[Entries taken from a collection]
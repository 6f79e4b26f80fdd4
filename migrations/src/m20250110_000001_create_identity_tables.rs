use sea_orm_migration::prelude::*;

pub struct Migration;

impl MigrationName for Migration {
    fn name(&self) -> &str {
        "m20250110_000001_create_identity_tables"
    }
}

#[async_trait::async_trait]
impl MigrationTrait for Migration {
    async fn up(&self, manager: &SchemaManager) -> Result<(), DbErr> {
        // users.store_id and stores.merchant_id reference each other, so
        // users carries a plain indexed column instead of a constraint.
        manager
            .create_table(
                Table::create()
                    .table(Users::Table)
                    .if_not_exists()
                    .col(
                        ColumnDef::new(Users::Id)
                            .big_integer()
                            .not_null()
                            .auto_increment()
                            .primary_key(),
                    )
                    .col(ColumnDef::new(Users::Name).string_len(255).not_null())
                    .col(
                        ColumnDef::new(Users::Email)
                            .string_len(255)
                            .not_null()
                            .unique_key(),
                    )
                    .col(
                        ColumnDef::new(Users::PasswordHash)
                            .string_len(255)
                            .not_null(),
                    )
                    .col(ColumnDef::new(Users::Role).string_len(32).not_null())
                    .col(ColumnDef::new(Users::StoreId).big_integer().null())
                    .col(
                        ColumnDef::new(Users::IsActive)
                            .boolean()
                            .not_null()
                            .default(true),
                    )
                    .col(
                        ColumnDef::new(Users::CreatedAt)
                            .timestamp_with_time_zone()
                            .not_null(),
                    )
                    .col(
                        ColumnDef::new(Users::UpdatedAt)
                            .timestamp_with_time_zone()
                            .not_null(),
                    )
                    .to_owned(),
            )
            .await?;
        manager
            .create_index(
                Index::create()
                    .name("idx_users_store_id")
                    .table(Users::Table)
                    .col(Users::StoreId)
                    .to_owned(),
            )
            .await?;

        manager
            .create_table(
                Table::create()
                    .table(Stores::Table)
                    .if_not_exists()
                    .col(
                        ColumnDef::new(Stores::Id)
                            .big_integer()
                            .not_null()
                            .auto_increment()
                            .primary_key(),
                    )
                    .col(ColumnDef::new(Stores::Name).string_len(255).not_null())
                    .col(ColumnDef::new(Stores::Location).string_len(255).null())
                    .col(ColumnDef::new(Stores::MerchantId).big_integer().not_null())
                    .col(
                        ColumnDef::new(Stores::CreatedAt)
                            .timestamp_with_time_zone()
                            .not_null(),
                    )
                    .col(
                        ColumnDef::new(Stores::UpdatedAt)
                            .timestamp_with_time_zone()
                            .not_null(),
                    )
                    .foreign_key(
                        ForeignKey::create()
                            .name("fk_stores_merchant")
                            .from(Stores::Table, Stores::MerchantId)
                            .to(Users::Table, Users::Id),
                    )
                    .to_owned(),
            )
            .await?;

        manager
            .create_table(
                Table::create()
                    .table(Suppliers::Table)
                    .if_not_exists()
                    .col(
                        ColumnDef::new(Suppliers::Id)
                            .big_integer()
                            .not_null()
                            .auto_increment()
                            .primary_key(),
                    )
                    .col(ColumnDef::new(Suppliers::Name).string_len(255).not_null())
                    .col(
                        ColumnDef::new(Suppliers::ContactEmail)
                            .string_len(255)
                            .null(),
                    )
                    .col(ColumnDef::new(Suppliers::Phone).string_len(64).null())
                    .col(
                        ColumnDef::new(Suppliers::CreatedAt)
                            .timestamp_with_time_zone()
                            .not_null(),
                    )
                    .col(
                        ColumnDef::new(Suppliers::UpdatedAt)
                            .timestamp_with_time_zone()
                            .not_null(),
                    )
                    .to_owned(),
            )
            .await?;

        manager
            .create_table(
                Table::create()
                    .table(Products::Table)
                    .if_not_exists()
                    .col(
                        ColumnDef::new(Products::Id)
                            .big_integer()
                            .not_null()
                            .auto_increment()
                            .primary_key(),
                    )
                    .col(ColumnDef::new(Products::Name).string_len(255).not_null())
                    .col(
                        ColumnDef::new(Products::Sku)
                            .string_len(100)
                            .not_null()
                            .unique_key(),
                    )
                    .col(ColumnDef::new(Products::Category).string_len(255).null())
                    .col(ColumnDef::new(Products::Unit).string_len(64).null())
                    .col(
                        ColumnDef::new(Products::CreatedAt)
                            .timestamp_with_time_zone()
                            .not_null(),
                    )
                    .col(
                        ColumnDef::new(Products::UpdatedAt)
                            .timestamp_with_time_zone()
                            .not_null(),
                    )
                    .to_owned(),
            )
            .await?;

        Ok(())
    }

    async fn down(&self, manager: &SchemaManager) -> Result<(), DbErr> {
        manager
            .drop_table(Table::drop().table(Products::Table).to_owned())
            .await?;
        manager
            .drop_table(Table::drop().table(Suppliers::Table).to_owned())
            .await?;
        manager
            .drop_table(Table::drop().table(Stores::Table).to_owned())
            .await?;
        manager
            .drop_table(Table::drop().table(Users::Table).to_owned())
            .await?;
        Ok(())
    }
}

#[derive(Iden)]
enum Users {
    Table,
    Id,
    Name,
    Email,
    PasswordHash,
    Role,
    StoreId,
    IsActive,
    CreatedAt,
    UpdatedAt,
}

#[derive(Iden)]
enum Stores {
    Table,
    Id,
    Name,
    Location,
    MerchantId,
    CreatedAt,
    UpdatedAt,
}

#[derive(Iden)]
enum Suppliers {
    Table,
    Id,
    Name,
    ContactEmail,
    Phone,
    CreatedAt,
    UpdatedAt,
}

#[derive(Iden)]
enum Products {
    Table,
    Id,
    Name,
    Sku,
    Category,
    Unit,
    CreatedAt,
    UpdatedAt,
}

Task goal: Counting only lines of the data above that hold "Location", report the total and nothing else.

Written reply: 2